De Taylor Swift à Caroline Polachek, elles ont toutes été influencées par Imogen Heap

Imogen Heap a récemment publié une photo d'elle en studio aux côtés de Taylor Swift, à l'occasion de la sortie de « 1989 (Taylor's Version) ». L'occasion de revenir sur le parcours et l'influence d'une artiste injustement méconnue en France et pourtant citée en référence par des artistes aussi saluées qu’Ariana Grande, Caroline Polachek ou Oklou.
  • Il suffit a priori d'évoquer le nom d'Imogen Heap pour qu'un tas d'images surgissent : celle, dans Newport Beach, du corps de Marissa Cooper dans les bras d'un Ryan Atwood en larmes au son d'une reprise du Hallelujah de Leonard Cohen par l'Anglaise ; celle de Zach Braff courant dans un aéroport à la recherche de Natalie Portman dans Garden State sur fond de Let Go ; celle, enfin, de cette fameuse séquence parodique du Saturday Night Live où Hide And Seek se fait entendre. Toutes ces scènes, en quelque sorte, font partie de l'imaginaire populaire - du moins celui d'une génération née au croisement des années 1980 et 1990.

    De manière totalement injuste, Imogen Heap, dont les morceaux ont illustré bien d'autres scènes dans bien d'autres productions audiovisuelles (Shrek 2, The Last Kiss, Six Feet Under, etc.), n'a pourtant pas accédé à une renommée internationale, là où Sia, révélée à peu près à la même époque via les mêmes médiums (les séries, donc), fréquente aujourd'hui les plus hautes sphères de l'industrie musicale.

    Il semblerait toutefois que tout ce temps passé dans l'ombre n'ait en rien diminué l'influence d'Imogen Heap auprès d'artistes apparus ces quinze dernières années : elle a co-écrit et co-produit Clean de Taylor Swift, composé à partir d’études sur les nouveau-nés une chanson censée faire sourire les bébés (The Happy Song, que le New York Times qualifie comme « probablement la plus grande chanson jamais composée du point de vue de l'efficacité »), est citée en référence par PinkPantheress, Caroline Polachek, Oklou ou Ariana Grande (« La femme qui inspire chacun de mes mouvements »), tandis que Pure Smile Snake Venom d'Eartheater s’inscrit à l’évidence dans le prolongement de ses travaux, condensés en cinq albums (six, si l’on se compte celui de son groupe, Frou Frou) au sein desquels la scène rap (A$AP Rock, Lil B, Mac Miller, Clams Casino) aiment aller puiser de multiples samples.

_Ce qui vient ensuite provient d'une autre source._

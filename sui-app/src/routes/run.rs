use crate::cycle::{run_cycle, CycleDeps};
use crate::server::AppState;
use axum::http::StatusCode;
use axum::response::{IntoResponse, Response};
use axum::routing::post;
use axum::{Extension, Json};
use std::sync::Arc;

pub fn router() -> axum::Router {
    axum::Router::new().route("/run", post(run_once))
}

#[tracing::instrument(level = "info", skip_all)]
async fn run_once(Extension(state): Extension<Arc<AppState>>) -> Response {
    // One cycle at a time; overlapping invocations queue here.
    let _serialized = state.run_lock.lock().await;

    let deps = CycleDeps {
        chat: state.live_chat.as_ref(),
        generator: state.generator.as_ref(),
        dedupe: state.store.as_ref(),
    };
    match run_cycle(deps, &state.cfg.chat).await {
        Ok(outcome) => {
            tracing::info!(status = outcome.status_label(), "run cycle finished");
            Json(outcome).into_response()
        }
        Err(e) => {
            tracing::warn!(%e, "run cycle failed");
            (
                StatusCode::INTERNAL_SERVER_ERROR,
                Json(serde_json::json!({ "error": e.to_string() })),
            )
                .into_response()
        }
    }
}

    Il y a dans cette manière de laisser vivre sa musique dans les mélodies des autres quelque chose d'intriguant ; d'autant plus quand on sait à quel point Imogen Heap aime travailler seule. À 45 ans, l'auteure-compositrice-interprète semble avoir toujours procédé ainsi : petite, elle fait ainsi mine devant de jouer Bach et Beethoven pour mieux se déchainer sur le piano une fois ses parents partis. Pareil à l'adolescence : lorsque son professeur la renvoie, elle en profite pour apprendre à échantillonner et à séquencer sa musique à l'aide de la console Atari.

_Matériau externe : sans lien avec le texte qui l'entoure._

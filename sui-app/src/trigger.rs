use sui_youtube::ChatMessage;

#[derive(Debug, Clone, Copy, PartialEq, Eq)]
pub struct TriggerMatch {
    pub index: usize,
}

/// Latest message in the page whose text contains any trigger,
/// case-insensitive. Reverse scan, so the first hit is the
/// chronologically newest. Which trigger fired is not reported.
pub fn find_latest_trigger(messages: &[ChatMessage], triggers: &[String]) -> Option<TriggerMatch> {
    messages.iter().enumerate().rev().find_map(|(index, msg)| {
        let text = msg.text.to_lowercase();
        triggers
            .iter()
            .any(|t| text.contains(t.to_lowercase().as_str()))
            .then_some(TriggerMatch { index })
    })
}

#[cfg(test)]
mod tests {
    use super::*;
    use chrono::Utc;
    use sui_youtube::MessageId;

    fn msg(id: &str, text: &str) -> ChatMessage {
        ChatMessage {
            id: MessageId::new(id),
            author: "viewer".to_string(),
            text: text.to_string(),
            published_at: Utc::now(),
        }
    }

    fn triggers() -> Vec<String> {
        vec!["sui sui".to_string(), "hey sui".to_string()]
    }

    #[test]
    fn empty_page_has_no_match() {
        assert_eq!(find_latest_trigger(&[], &triggers()), None);
    }

    #[test]
    fn page_without_triggering_text_has_no_match() {
        let page = vec![msg("a", "hello"), msg("b", "great stream"), msg("c", "gg")];
        assert_eq!(find_latest_trigger(&page, &triggers()), None);
    }

    #[test]
    fn latest_of_several_matches_wins() {
        let page = vec![
            msg("a", "sui sui what's up"),
            msg("b", "unrelated"),
            msg("c", "hey sui how are you"),
            msg("d", "bye"),
        ];
        assert_eq!(
            find_latest_trigger(&page, &triggers()),
            Some(TriggerMatch { index: 2 })
        );
    }

    #[test]
    fn matching_is_case_insensitive_substring_containment() {
        let page = vec![msg("a", "HEY SUI!! tell us a joke")];
        assert_eq!(
            find_latest_trigger(&page, &triggers()),
            Some(TriggerMatch { index: 0 })
        );

        let embedded = vec![msg("b", "everyone say heY SuI now")];
        assert_eq!(
            find_latest_trigger(&embedded, &triggers()),
            Some(TriggerMatch { index: 0 })
        );
    }

    #[test]
    fn any_configured_trigger_suffices() {
        let page = vec![msg("a", "sui sui and also hey sui")];
        assert!(find_latest_trigger(&page, &triggers()).is_some());
    }
}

    Mieux vaut donc ne pas se fier aux prémices de son parcours - des études au sein de la prestigieuse BRIT School, une signature à 18 ans sur un label -, ni à l'évidente immédiateté de ses refrains : Imogen Heap aime avant tout bidouiller ses instruments, glisser des idées avant-gardistes dans des mélodies a priori proprettes, amener de la complexité dans des morceaux pensés pour être accessibles au plus grand nombre - pas pour rien, finalement, si, quatre ans après la sortie de son premier disque (« I Megaphone », 1998), la Britannique enregistre un album aux côtés de Guy Sigsworth, directeur musical de Björk, Madonna et Britney Spears.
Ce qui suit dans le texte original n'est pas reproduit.